WORK REQUEST ▸ The task calls for every line of the data to be repeated exactly.

DATA FOR THIS EXERCISE ▸

use sqlx::Result;

use super::{Database, InsertOutcome, NewImageRecord, StoredEmbedding, TABLE};

/// 创建表，已存在时不做任何事
///
/// 向量长度由 CHECK 约束固定为 `dimension`
pub async fn create_table(db: &Database, dimension: usize) -> Result<()> {
    match db {
        Database::Sqlite(pool) => {
            let sql = format!(
                r#"
                CREATE TABLE IF NOT EXISTS {TABLE} (
                    id INTEGER PRIMARY KEY AUTOINCREMENT,
                    created_at TIMESTAMP DEFAULT CURRENT_TIMESTAMP,
                    file_path TEXT NOT NULL,
                    file_name TEXT NOT NULL,
                    file_hash TEXT UNIQUE NOT NULL,
                    embedding BLOB NOT NULL CHECK (length(embedding) = {})
                )
                "#,
                dimension * size_of::<f32>()
            );
            sqlx::query(&sql).execute(pool).await?;
        }
        Database::Postgres(pool) => {
            let sql = format!(
                r#"
                CREATE TABLE IF NOT EXISTS {TABLE} (
                    id BIGSERIAL PRIMARY KEY,
                    created_at TIMESTAMP DEFAULT CURRENT_TIMESTAMP,
                    file_path TEXT NOT NULL,
                    file_name TEXT NOT NULL,
                    file_hash TEXT UNIQUE NOT NULL,
                    embedding REAL[] NOT NULL CHECK (cardinality(embedding) = {dimension})
                )
                "#
            );
            sqlx::query(&sql).execute(pool).await?;
        }
    }
    Ok(())
}

/// 读取已有表的向量维度
///
/// 优先使用建表时的 CHECK 约束，找不到约束时使用第一条记录的长度；
/// 表为空且没有约束时返回 `None`
pub async fn table_dimension(db: &Database) -> Result<Option<usize>> {
    match db {
        Database::Sqlite(pool) => {
            let schema = sqlx::query_scalar::<_, String>(
                "SELECT sql FROM sqlite_master WHERE type = 'table' AND name = ?",
            )
            .bind(TABLE)
            .fetch_optional(pool)
            .await?;
            if let Some(bytes) = schema.and_then(|sql| number_after(&sql, "length(embedding)")) {
                return Ok(Some(bytes / size_of::<f32>()));
            }
            let sql = format!("SELECT length(embedding) FROM {TABLE} LIMIT 1");
            let bytes = sqlx::query_scalar::<_, i64>(&sql).fetch_optional(pool).await?;
            Ok(bytes.map(|b| b as usize / size_of::<f32>()))
        }
        Database::Postgres(pool) => {
            let checks = sqlx::query_scalar::<_, String>(
                r#"
                SELECT pg_get_constraintdef(c.oid)
                FROM pg_constraint c JOIN pg_class t ON t.oid = c.conrelid
                WHERE t.relname = $1 AND c.contype = 'c'
                "#,
            )
            .bind(TABLE)
            .fetch_all(pool)
            .await?;
            let declared = checks.iter().find_map(|c| number_after(c, "cardinality(embedding)"));
            if let Some(dim) = declared {
                return Ok(Some(dim));
            }
            let sql = format!("SELECT cardinality(embedding)::BIGINT FROM {TABLE} LIMIT 1");
            let dim = sqlx::query_scalar::<_, i64>(&sql).fetch_optional(pool).await?;
            Ok(dim.map(|d| d as usize))
        }
    }
}

/// 取出 `marker = <数字>` 中的数字
fn number_after(text: &str, marker: &str) -> Option<usize> {
    let start = text.find(marker)? + marker.len();
    let rest = text[start..].trim_start_matches([' ', '=']);
    let digits = rest.chars().take_while(char::is_ascii_digit).collect::<String>();
    digits.parse().ok()
}

/// 添加图片记录
///
/// 单条语句完成插入，哈希冲突时不写入任何数据
pub async fn add_image(db: &Database, record: &NewImageRecord) -> Result<InsertOutcome> {
    let id = match db {
        Database::Sqlite(pool) => {
            let sql = format!(
                r#"
                INSERT INTO {TABLE} (file_path, file_name, file_hash, embedding)
                VALUES (?, ?, ?, ?)
                ON CONFLICT (file_hash) DO NOTHING
                RETURNING id
                "#
            );
            sqlx::query_scalar::<_, i64>(&sql)
                .bind(&record.file_path)
                .bind(&record.file_name)
                .bind(&record.file_hash)
                .bind(bytemuck::cast_slice::<f32, u8>(&record.embedding))
                .fetch_optional(pool)
                .await?
        }
        Database::Postgres(pool) => {
            let sql = format!(
                r#"
                INSERT INTO {TABLE} (file_path, file_name, file_hash, embedding)
                VALUES ($1, $2, $3, $4)
                ON CONFLICT (file_hash) DO NOTHING
                RETURNING id
                "#
            );
            sqlx::query_scalar::<_, i64>(&sql)
                .bind(&record.file_path)
                .bind(&record.file_name)
                .bind(&record.file_hash)
                .bind(&record.embedding[..])
                .fetch_optional(pool)
                .await?
        }
    };

    Ok(match id {
        Some(id) => InsertOutcome::Inserted(id),
        None => InsertOutcome::DuplicateHash,
    })
}

/// 检查图片哈希是否存在
pub async fn check_hash(db: &Database, hash: &str) -> Result<bool> {
    let count = match db {
        Database::Sqlite(pool) => {
            let sql = format!("SELECT COUNT(*) FROM {TABLE} WHERE file_hash = ?");
            sqlx::query_scalar::<_, i64>(&sql).bind(hash).fetch_one(pool).await?
        }
        Database::Postgres(pool) => {
            let sql = format!("SELECT COUNT(*) FROM {TABLE} WHERE file_hash = $1");
            sqlx::query_scalar::<_, i64>(&sql).bind(hash).fetch_one(pool).await?
        }
    };
    Ok(count > 0)
}

/// 读取全部向量，按 id 升序
pub async fn get_embeddings(db: &Database) -> Result<Vec<StoredEmbedding>> {
    let sql = format!("SELECT id, file_path, file_name, embedding FROM {TABLE} ORDER BY id ASC");
    let records = match db {
        Database::Sqlite(pool) => sqlx::query_as::<_, (i64, String, String, Vec<u8>)>(&sql)
            .fetch_all(pool)
            .await?
            .into_iter()
            .map(|(id, file_path, file_name, blob)| StoredEmbedding {
                id,
                file_path,
                file_name,
                embedding: bytemuck::pod_collect_to_vec::<u8, f32>(&blob),
            })
            .collect(),
        Database::Postgres(pool) => sqlx::query_as::<_, (i64, String, String, Vec<f32>)>(&sql)
            .fetch_all(pool)
            .await?
            .into_iter()
            .map(|(id, file_path, file_name, embedding)| StoredEmbedding {
                id,
                file_path,
                file_name,
                embedding,
            })
            .collect(),
    };
    Ok(records)
}

/// 查询数据库中的图片数量
pub async fn count_images(db: &Database) -> Result<i64> {
    let sql = format!("SELECT COUNT(*) FROM {TABLE}");
    match db {
        Database::Sqlite(pool) => sqlx::query_scalar(&sql).fetch_one(pool).await,
        Database::Postgres(pool) => sqlx::query_scalar(&sql).fetch_one(pool).await,
    }
}

/// 删除整张表，表不存在时不做任何事
pub async fn drop_table(db: &Database) -> Result<()> {
    let sql = format!("DROP TABLE IF EXISTS {TABLE}");
    match db {
        Database::Sqlite(pool) => {
            sqlx::query(&sql).execute(pool).await?;
        }
        Database::Postgres(pool) => {
            sqlx::query(&sql).execute(pool).await?;
        }
    }
    Ok(())
}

THE ANSWER ▸
use sqlx::Result;

use super::{Database, InsertOutcome, NewImageRecord, StoredEmbedding, TABLE};

/// 创建表，已存在时不做任何事
///
/// 向量长度由 CHECK 约束固定为 `dimension`
pub async fn create_table(db: &Database, dimension: usize) -> Result<()> {
    match db {
        Database::Sqlite(pool) => {
            let sql = format!(
                r#"
                CREATE TABLE IF NOT EXISTS {TABLE} (
                    id INTEGER PRIMARY KEY AUTOINCREMENT,
                    created_at TIMESTAMP DEFAULT CURRENT_TIMESTAMP,
                    file_path TEXT NOT NULL,
                    file_name TEXT NOT NULL,
                    file_hash TEXT UNIQUE NOT NULL,
                    embedding BLOB NOT NULL CHECK (length(embedding) = {})
                )
                "#,
                dimension * size_of::<f32>()
            );
            sqlx::query(&sql).execute(pool).await?;
        }
        Database::Postgres(pool) => {
            let sql = format!(
                r#"
                CREATE TABLE IF NOT EXISTS {TABLE} (
                    id BIGSERIAL PRIMARY KEY,
                    created_at TIMESTAMP DEFAULT CURRENT_TIMESTAMP,
                    file_path TEXT NOT NULL,
                    file_name TEXT NOT NULL,
                    file_hash TEXT UNIQUE NOT NULL,
                    embedding REAL[] NOT NULL CHECK (cardinality(embedding) = {dimension})
                )
                "#
            );
            sqlx::query(&sql).execute(pool).await?;
        }
    }
    Ok(())
}

/// 读取已有表的向量维度
///
/// 优先使用建表时的 CHECK 约束，找不到约束时使用第一条记录的长度；
/// 表为空且没有约束时返回 `None`
pub async fn table_dimension(db: &Database) -> Result<Option<usize>> {
    match db {
        Database::Sqlite(pool) => {
            let schema = sqlx::query_scalar::<_, String>(
                "SELECT sql FROM sqlite_master WHERE type = 'table' AND name = ?",
            )
            .bind(TABLE)
            .fetch_optional(pool)
            .await?;
            if let Some(bytes) = schema.and_then(|sql| number_after(&sql, "length(embedding)")) {
                return Ok(Some(bytes / size_of::<f32>()));
            }
            let sql = format!("SELECT length(embedding) FROM {TABLE} LIMIT 1");
            let bytes = sqlx::query_scalar::<_, i64>(&sql).fetch_optional(pool).await?;
            Ok(bytes.map(|b| b as usize / size_of::<f32>()))
        }
        Database::Postgres(pool) => {
            let checks = sqlx::query_scalar::<_, String>(
                r#"
                SELECT pg_get_constraintdef(c.oid)
                FROM pg_constraint c JOIN pg_class t ON t.oid = c.conrelid
                WHERE t.relname = $1 AND c.contype = 'c'
                "#,
            )
            .bind(TABLE)
            .fetch_all(pool)
            .await?;
            let declared = checks.iter().find_map(|c| number_after(c, "cardinality(embedding)"));
            if let Some(dim) = declared {
                return Ok(Some(dim));
            }
            let sql = format!("SELECT cardinality(embedding)::BIGINT FROM {TABLE} LIMIT 1");
            let dim = sqlx::query_scalar::<_, i64>(&sql).fetch_optional(pool).await?;
            Ok(dim.map(|d| d as usize))
        }
    }
}

/// 取出 `marker = <数字>` 中的数字
fn number_after(text: &str, marker: &str) -> Option<usize> {
    let start = text.find(marker)? + marker.len();
    let rest = text[start..].trim_start_matches([' ', '=']);
    let digits = rest.chars().take_while(char::is_ascii_digit).collect::<String>();
    digits.parse().ok()
}

/// 添加图片记录
///
/// 单条语句完成插入，哈希冲突时不写入任何数据
pub async fn add_image(db: &Database, record: &NewImageRecord) -> Result<InsertOutcome> {
    let id = match db {
        Database::Sqlite(pool) => {
            let sql = format!(
                r#"
                INSERT INTO {TABLE} (file_path, file_name, file_hash, embedding)
                VALUES (?, ?, ?, ?)
                ON CONFLICT (file_hash) DO NOTHING
                RETURNING id
                "#
            );
            sqlx::query_scalar::<_, i64>(&sql)
                .bind(&record.file_path)
                .bind(&record.file_name)
                .bind(&record.file_hash)
                .bind(bytemuck::cast_slice::<f32, u8>(&record.embedding))
                .fetch_optional(pool)
                .await?
        }
        Database::Postgres(pool) => {
            let sql = format!(
                r#"
                INSERT INTO {TABLE} (file_path, file_name, file_hash, embedding)
                VALUES ($1, $2, $3, $4)
                ON CONFLICT (file_hash) DO NOTHING
                RETURNING id
                "#
            );
            sqlx::query_scalar::<_, i64>(&sql)
                .bind(&record.file_path)
                .bind(&record.file_name)
                .bind(&record.file_hash)
                .bind(&record.embedding[..])
                .fetch_optional(pool)
                .await?
        }
    };

    Ok(match id {
        Some(id) => InsertOutcome::Inserted(id),
        None => InsertOutcome::DuplicateHash,
    })
}

/// 检查图片哈希是否存在
pub async fn check_hash(db: &Database, hash: &str) -> Result<bool> {
    let count = match db {
        Database::Sqlite(pool) => {
            let sql = format!("SELECT COUNT(*) FROM {TABLE} WHERE file_hash = ?");
            sqlx::query_scalar::<_, i64>(&sql).bind(hash).fetch_one(pool).await?
        }
        Database::Postgres(pool) => {
            let sql = format!("SELECT COUNT(*) FROM {TABLE} WHERE file_hash = $1");
            sqlx::query_scalar::<_, i64>(&sql).bind(hash).fetch_one(pool).await?
        }
    };
    Ok(count > 0)
}

/// 读取全部向量，按 id 升序
pub async fn get_embeddings(db: &Database) -> Result<Vec<StoredEmbedding>> {
    let sql = format!("SELECT id, file_path, file_name, embedding FROM {TABLE} ORDER BY id ASC");
    let records = match db {
        Database::Sqlite(pool) => sqlx::query_as::<_, (i64, String, String, Vec<u8>)>(&sql)
            .fetch_all(pool)
            .await?
            .into_iter()
            .map(|(id, file_path, file_name, blob)| StoredEmbedding {
                id,
                file_path,
                file_name,
                embedding: bytemuck::pod_collect_to_vec::<u8, f32>(&blob),
            })
            .collect(),
        Database::Postgres(pool) => sqlx::query_as::<_, (i64, String, String, Vec<f32>)>(&sql)
            .fetch_all(pool)
            .await?
            .into_iter()
            .map(|(id, file_path, file_name, embedding)| StoredEmbedding {
                id,
                file_path,
                file_name,
                embedding,
            })
            .collect(),
    };
    Ok(records)
}

/// 查询数据库中的图片数量
pub async fn count_images(db: &Database) -> Result<i64> {
    let sql = format!("SELECT COUNT(*) FROM {TABLE}");
    match db {
        Database::Sqlite(pool) => sqlx::query_scalar(&sql).fetch_one(pool).await,
        Database::Postgres(pool) => sqlx::query_scalar(&sql).fetch_one(pool).await,
    }
}

/// 删除整张表，表不存在时不做任何事
pub async fn drop_table(db: &Database) -> Result<()> {
    let sql = format!("DROP TABLE IF EXISTS {TABLE}");
    match db {
        Database::Sqlite(pool) => {
            sqlx::query(&sql).execute(pool).await?;
        }
        Database::Postgres(pool) => {
            sqlx::query(&sql).execute(pool).await?;
        }
    }
    Ok(())
}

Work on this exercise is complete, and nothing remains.